After I hung up the phone, I just sat there in disbelief. I didn't want to tell Tim over the phone because I wanted to see his reaction, so instead I called one of my CF friends who's been helping me through the last two long weeks waiting for this result. She was just as shocked as I was about the possibility of two babies, but was also so excited. Then, of course, I had to call Catie! Again...you could hear the surprise and disbelief in her voice, too! The more I talked about it...it still didn't sink in. It felt weird using words like "they" and "them" instead of "it".

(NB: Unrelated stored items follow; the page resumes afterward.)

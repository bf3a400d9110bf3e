use super::display_folder;
use crate::executor::{ApplyReport, FailureKind};
use comfy_table::{Cell, Color, ContentArrangement, Table};
use std::path::Path;

fn failure_label(kind: Option<FailureKind>) -> &'static str {
    match kind {
        Some(FailureKind::Conflict) => "conflict",
        Some(FailureKind::InvalidName) => "invalid name",
        Some(FailureKind::DestinationExists) => "exists",
        Some(FailureKind::SourceMissing) => "missing",
        Some(FailureKind::Io) | None => "error",
    }
}

/// Render the failed renames of a report as a table. Returns an empty string
/// when everything succeeded.
pub fn render_failures(report: &ApplyReport, root: Option<&Path>, use_color: bool) -> String {
    if report.all_succeeded() {
        return String::new();
    }

    let mut table = Table::new();
    table.set_content_arrangement(ContentArrangement::Dynamic);
    if use_color {
        table.enforce_styling();
        table.set_header(vec![
            Cell::new("File").fg(Color::Cyan),
            Cell::new("Reason").fg(Color::Cyan),
            Cell::new("Detail").fg(Color::Cyan),
        ]);
    } else {
        table.set_header(vec!["File", "Reason", "Detail"]);
    }

    for outcome in report.failures() {
        let file = display_folder(&outcome.source, root);
        let reason = failure_label(outcome.failure);
        let detail = outcome.error.as_deref().unwrap_or("");
        if use_color {
            table.add_row(vec![
                Cell::new(&file),
                Cell::new(reason).fg(Color::Red),
                Cell::new(detail),
            ]);
        } else {
            table.add_row(vec![file.as_str(), reason, detail]);
        }
    }

    table.to_string()
}
use clap::builder::FalseyValueParser;
use clap::{Args, Parser, Subcommand};
use clap_complete::Shell;
use std::path::PathBuf;

use super::types::{ModeArg, OutputFormat, PreviewArg};

/// Preview and apply batch file renames: prepend, append, or replace text in file names
#[derive(Parser, Debug)]
#[command(name = "batch-rename")]
#[command(author, version, about, long_about = None)]
pub struct Cli {
    #[command(subcommand)]
    pub command: Commands,

    /// Disable colored output
    #[arg(long, global = true, env = "NO_COLOR", value_parser = FalseyValueParser::new())]
    pub no_color: bool,

    /// Run as if started in <path> instead of the current working directory
    #[arg(short = 'C', global = true, value_name = "PATH")]
    pub directory: Option<PathBuf>,

    /// Log more detail to stderr. Can be repeated (-v info, -vv debug, -vvv trace)
    #[arg(short = 'v', long = "verbose", global = true, action = clap::ArgAction::Count)]
    pub verbose: u8,

    /// Assume yes for all prompts
    #[arg(
        short = 'y',
        long = "yes",
        global = true,
        env = "BATCH_RENAME_YES",
        value_parser = FalseyValueParser::new()
    )]
    pub yes: bool,
}

/// Which files of the folder are considered
#[derive(Args, Debug, Clone)]
pub struct FilterArgs {
    /// Include files in nested folders
    #[arg(short = 'r', long)]
    pub recursive: bool,

    /// Only list direct children, even when the config enables recursion
    #[arg(long, conflicts_with = "recursive")]
    pub no_recursive: bool,

    /// Include glob patterns, matched against the path relative to the folder
    #[arg(long, value_delimiter = ',')]
    pub include: Vec<String>,

    /// Exclude glob patterns, matched against the path relative to the folder
    #[arg(long, value_delimiter = ',')]
    pub exclude: Vec<String>,
}

impl FilterArgs {
    /// Resolve the recursive flag against the configured default
    pub fn recursive_or(&self, default: bool) -> bool {
        if self.recursive {
            true
        } else if self.no_recursive {
            false
        } else {
            default
        }
    }
}

/// How new names are computed
#[derive(Args, Debug, Clone)]
pub struct RuleArgs {
    /// Rename mode (defaults from config if not specified)
    #[arg(short = 'm', long, value_enum)]
    pub mode: Option<ModeArg>,

    /// Text to prepend, append, or search for (replace mode)
    #[arg(long = "match", default_value = "", value_name = "TEXT")]
    pub match_text: String,

    /// Replacement for the first occurrence of the match text (replace mode only)
    #[arg(long = "with", default_value = "", value_name = "TEXT")]
    pub replacement_text: String,
}

#[derive(Subcommand, Debug)]
pub enum Commands {
    /// List the files a batch rename would consider
    List {
        /// Folder to list
        folder: PathBuf,

        #[command(flatten)]
        filter: FilterArgs,

        /// Output format for machine consumption
        #[arg(long, value_enum, default_value = "summary")]
        output: OutputFormat,
    },

    /// Preview the new names without touching the disk
    Plan {
        /// Folder containing the files to rename
        folder: PathBuf,

        #[command(flatten)]
        filter: FilterArgs,

        #[command(flatten)]
        rule: RuleArgs,

        /// Preview output format (defaults from config if not specified)
        #[arg(long, value_enum)]
        preview: Option<PreviewArg>,

        /// Use fixed column widths for table output (useful in CI environments or other non-TTY use cases)
        #[arg(long)]
        fixed_table_width: bool,

        /// Output format for machine consumption
        #[arg(long, value_enum, default_value = "summary")]
        output: OutputFormat,
    },

    /// Preview, confirm, and rename
    Apply {
        /// Folder containing the files to rename
        folder: PathBuf,

        #[command(flatten)]
        filter: FilterArgs,

        #[command(flatten)]
        rule: RuleArgs,

        /// Show preview before confirmation prompt
        #[arg(long, value_enum)]
        preview: Option<PreviewArg>,

        /// Use fixed column widths for table output (useful in CI environments or other non-TTY use cases)
        #[arg(long)]
        fixed_table_width: bool,

        /// Issue renames in parallel (outcomes are still reported in order)
        #[arg(long)]
        parallel: bool,

        /// Append a timestamped line per rename attempt to this file
        #[arg(long, value_name = "PATH")]
        log_file: Option<PathBuf>,

        /// Output format for machine consumption
        #[arg(long, value_enum, default_value = "summary")]
        output: OutputFormat,
    },

    /// Pick a folder and edit the rule line by line, previewing as you go
    Interactive {
        /// Folder to open right away
        folder: Option<PathBuf>,

        #[command(flatten)]
        filter: FilterArgs,
    },

    /// Generate shell completion scripts
    Completions {
        /// Shell to generate completions for
        #[arg(value_enum)]
        shell: Shell,

        /// Directory to write the completion file into
        #[arg(long, default_value = ".")]
        dir: PathBuf,
    },

    /// Show version information
    Version {
        /// Output format for machine consumption
        #[arg(long, value_enum, default_value = "summary")]
        output: OutputFormat,
    },
}
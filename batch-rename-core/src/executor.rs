use crate::planner::{find_operation_conflicts, RenameOperation};
use anyhow::{Context, Result};
use rayon::prelude::*;
use serde::{Deserialize, Serialize};
use std::collections::HashMap;
use std::fs::{self, File, OpenOptions};
use std::io::{self, Write};
use std::path::{Path, PathBuf};
use std::sync::Mutex;
use tracing::{debug, warn};

/// Why a rename was not performed
#[derive(Debug, Clone, Copy, PartialEq, Eq, Serialize, Deserialize)]
#[serde(rename_all = "snake_case")]
pub enum FailureKind {
    /// Another operation in the same batch targets the same destination
    Conflict,
    /// The destination is not a plain file name in the source's folder
    InvalidName,
    /// Something already exists at the destination
    DestinationExists,
    /// The source file is gone
    SourceMissing,
    /// Any other filesystem error
    Io,
}

/// Result of one rename attempt
#[derive(Debug, Clone, PartialEq, Eq, Serialize, Deserialize)]
pub struct RenameOutcome {
    pub source: PathBuf,
    /// Where the file now lives; only set when the rename succeeded
    #[serde(skip_serializing_if = "Option::is_none")]
    pub destination: Option<PathBuf>,
    pub succeeded: bool,
    #[serde(skip_serializing_if = "Option::is_none")]
    pub failure: Option<FailureKind>,
    #[serde(skip_serializing_if = "Option::is_none")]
    pub error: Option<String>,
}

impl RenameOutcome {
    fn success(operation: &RenameOperation) -> Self {
        Self {
            source: operation.source.clone(),
            destination: Some(operation.destination.clone()),
            succeeded: true,
            failure: None,
            error: None,
        }
    }

    fn failure(operation: &RenameOperation, kind: FailureKind, detail: String) -> Self {
        Self {
            source: operation.source.clone(),
            destination: None,
            succeeded: false,
            failure: Some(kind),
            error: Some(detail),
        }
    }
}

/// Options for applying a batch of renames
#[derive(Debug, Clone, Default)]
pub struct ApplyOptions {
    /// Issue the renames on the rayon thread pool. Outcomes keep input order.
    pub parallel: bool,
    /// Append a timestamped line per attempt to this file
    pub log_file: Option<PathBuf>,
}

/// Outcomes of a batch apply plus totals
#[derive(Debug, Clone, PartialEq, Eq, Serialize, Deserialize)]
pub struct ApplyReport {
    pub outcomes: Vec<RenameOutcome>,
    pub succeeded: usize,
    pub failed: usize,
}

impl ApplyReport {
    pub fn from_outcomes(outcomes: Vec<RenameOutcome>) -> Self {
        let succeeded = outcomes.iter().filter(|o| o.succeeded).count();
        let failed = outcomes.len() - succeeded;
        Self {
            outcomes,
            succeeded,
            failed,
        }
    }

    pub fn all_succeeded(&self) -> bool {
        self.failed == 0
    }

    pub fn failures(&self) -> impl Iterator<Item = &RenameOutcome> {
        self.outcomes.iter().filter(|o| !o.succeeded)
    }
}

/// Journal of an apply, written to the optional log file
struct ApplyJournal {
    file: Option<Mutex<File>>,
}

impl ApplyJournal {
    fn open(log_file: Option<&Path>) -> Result<Self> {
        let file = if let Some(path) = log_file {
            if let Some(parent) = path.parent().filter(|p| !p.as_os_str().is_empty()) {
                fs::create_dir_all(parent).with_context(|| {
                    format!("Failed to create log directory {}", parent.display())
                })?;
            }
            let file = OpenOptions::new()
                .create(true)
                .append(true)
                .open(path)
                .with_context(|| format!("Failed to open apply log {}", path.display()))?;
            Some(Mutex::new(file))
        } else {
            None
        };
        Ok(Self { file })
    }

    fn log(&self, message: &str) {
        let Some(ref file) = self.file else {
            return;
        };
        let Ok(mut file) = file.lock() else {
            return;
        };
        let line = format!(
            "[{}] {}",
            chrono::Local::now().format("%Y-%m-%d %H:%M:%S"),
            message
        );
        if let Err(e) = writeln!(file, "{}", line).and_then(|()| file.flush()) {
            warn!(error = %e, "Failed to write apply log");
        }
    }
}

/// Apply renames one after another, in order. Never fails as a whole:
/// every operation gets an outcome at the same index.
pub fn apply(operations: &[RenameOperation]) -> Vec<RenameOutcome> {
    let journal = ApplyJournal { file: None };
    run_batch(operations, false, &journal)
}

/// Apply a batch of renames.
///
/// Per-operation failures are reported in the returned [`ApplyReport`]. An
/// `Err` means the batch could not start at all and nothing was renamed.
pub fn apply_batch(operations: &[RenameOperation], options: &ApplyOptions) -> Result<ApplyReport> {
    let journal = ApplyJournal::open(options.log_file.as_deref())?;
    journal.log(&format!("Applying {} renames", operations.len()));

    let outcomes = run_batch(operations, options.parallel, &journal);
    let report = ApplyReport::from_outcomes(outcomes);

    journal.log(&format!(
        "Apply finished: {} renamed, {} failed",
        report.succeeded, report.failed
    ));
    Ok(report)
}

fn run_batch(
    operations: &[RenameOperation],
    parallel: bool,
    journal: &ApplyJournal,
) -> Vec<RenameOutcome> {
    let conflicts: HashMap<PathBuf, usize> = find_operation_conflicts(operations)
        .into_iter()
        .map(|c| (c.destination, c.sources.len()))
        .collect();

    let run = |operation: &RenameOperation| {
        let outcome = match conflicts.get(&operation.destination) {
            Some(count) => RenameOutcome::failure(
                operation,
                FailureKind::Conflict,
                format!(
                    "{} files would be renamed to {}",
                    count,
                    operation.destination.display()
                ),
            ),
            None => rename_one(operation, journal),
        };
        if let Some(ref detail) = outcome.error {
            warn!(source = %operation.source.display(), "{}", detail);
            journal.log(&format!("Failed: {}", detail));
        }
        outcome
    };

    if parallel {
        operations.par_iter().map(run).collect()
    } else {
        operations.iter().map(run).collect()
    }
}

fn rename_one(operation: &RenameOperation, journal: &ApplyJournal) -> RenameOutcome {
    let from = operation.source.as_path();
    let to = operation.destination.as_path();

    if !stays_in_folder(from, to) {
        return RenameOutcome::failure(
            operation,
            FailureKind::InvalidName,
            format!("Invalid file name for {}: {}", from.display(), to.display()),
        );
    }

    if from == to {
        return RenameOutcome::success(operation);
    }

    if let Err(e) = fs::symlink_metadata(from) {
        return RenameOutcome::failure(
            operation,
            classify(&e),
            format!("Cannot rename {}: {}", from.display(), e),
        );
    }

    // Only a case-only change may find its own source at the destination
    let destination_taken = fs::symlink_metadata(to).is_ok();
    let same_file = destination_taken
        && is_case_only_change(from, to)
        && !has_exact_entry(to).unwrap_or(true);
    if destination_taken && !same_file {
        return RenameOutcome::failure(
            operation,
            FailureKind::DestinationExists,
            format!("Destination already exists: {}", to.display()),
        );
    }

    journal.log(&format!("Renaming {} -> {}", from.display(), to.display()));
    let result = if same_file {
        rename_via_temp(from, to)
    } else {
        fs::rename(from, to)
    };

    match result {
        Ok(()) => {
            debug!(from = %from.display(), to = %to.display(), "Renamed");
            journal.log(&format!("Renamed {} -> {}", from.display(), to.display()));
            RenameOutcome::success(operation)
        },
        Err(e) => RenameOutcome::failure(
            operation,
            classify(&e),
            format!("Failed to rename {} to {}: {}", from.display(), to.display(), e),
        ),
    }
}

/// True when `to` is a plain file name next to `from`
fn stays_in_folder(from: &Path, to: &Path) -> bool {
    let Some(name) = to.file_name() else {
        return false;
    };
    if name.is_empty() || name == "." || name == ".." {
        return false;
    }
    to.parent() == from.parent()
}

fn is_case_only_change(from: &Path, to: &Path) -> bool {
    from != to && from.to_string_lossy().to_lowercase() == to.to_string_lossy().to_lowercase()
}

/// True when the folder of `path` holds an entry with exactly its name.
///
/// On a case-insensitive filesystem `README.md` resolves to an existing
/// `readme.md`; only the folder listing tells the two apart.
fn has_exact_entry(path: &Path) -> io::Result<bool> {
    let (Some(parent), Some(name)) = (path.parent(), path.file_name()) else {
        return Ok(false);
    };
    let parent = if parent.as_os_str().is_empty() {
        Path::new(".")
    } else {
        parent
    };
    for entry in fs::read_dir(parent)? {
        if entry?.file_name() == name {
            return Ok(true);
        }
    }
    Ok(false)
}

/// A name next to `from` that nothing occupies yet
fn temp_path(from: &Path) -> io::Result<PathBuf> {
    let name = from.file_name().unwrap_or_default().to_string_lossy();
    let pid = std::process::id();
    for attempt in 0..100u32 {
        let candidate = if attempt == 0 {
            from.with_file_name(format!("{name}.{pid}.batch-rename.tmp"))
        } else {
            from.with_file_name(format!("{name}.{pid}-{attempt}.batch-rename.tmp"))
        };
        match fs::symlink_metadata(&candidate) {
            Err(e) if e.kind() == io::ErrorKind::NotFound => return Ok(candidate),
            _ => {},
        }
    }
    Err(io::Error::new(
        io::ErrorKind::AlreadyExists,
        format!("no free temporary name next to {}", from.display()),
    ))
}

/// Two-step rename so case-only changes work on case-insensitive filesystems
fn rename_via_temp(from: &Path, to: &Path) -> io::Result<()> {
    let temp_name = temp_path(from)?;
    fs::rename(from, &temp_name)?;
    if let Err(e) = fs::rename(&temp_name, to) {
        if let Err(rollback) = fs::rename(&temp_name, from) {
            return Err(io::Error::new(
                e.kind(),
                format!(
                    "{e}; moving it back also failed ({rollback}), the file is now at {}",
                    temp_name.display()
                ),
            ));
        }
        return Err(e);
    }
    Ok(())
}

fn classify(error: &io::Error) -> FailureKind {
    match error.kind() {
        io::ErrorKind::NotFound => FailureKind::SourceMissing,
        io::ErrorKind::AlreadyExists => FailureKind::DestinationExists,
        _ => FailureKind::Io,
    }
}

I composed myself enough to get some work done at school before heading home. I couldn't wait for Tim and Anna to come home!! They got here right as I finished up my treatments. I couldn't hold it in very long and had to tell Tim right away. His face was hilarious! It was just for a split second, but the look of shock (and maybe a little panic ;) ) was there and then gone. He's mister non-emotional and didn't really say too much about it, but kept reminding me that we don't know for sure yet. He always thinks I'm crazy for getting to ahead of myself. Of course I was thinking about trying to come up with two baby names, him making another crib, where we're going to fit all of their stuff, how I'm going to breastfeed two babies, etc and he would just shake his head. Haha! I know that it's a possibility that it could be one baby, and that's totally okay with me. The idea of having two babies (and a three year old) is a little scary right now, but if that happens, that we'll deal with it.
I also called my CF doctor tonight to get her in the loop. She was SO happy and of course, surprised when I mentioned the possibility of two. She said that I'm on the extremely healthy side of CF and she sees me just like she would any other woman walking around carrying two little babies, so she's not too worried. We discussed me staying on Kalydeco for this pregnancy because I didn't feel comfortable coming off of it and she told that she supports my decision which I really appreciate. There aren't any medications that I need to stop at the moment, and I go back for a routine visit November 10th (which is most likely the week I'll have my first scan), so we'll just make sure everything's looking good lung function-wise. I've been feeling really good lately, so I hope it continues over the next nine months and beyond.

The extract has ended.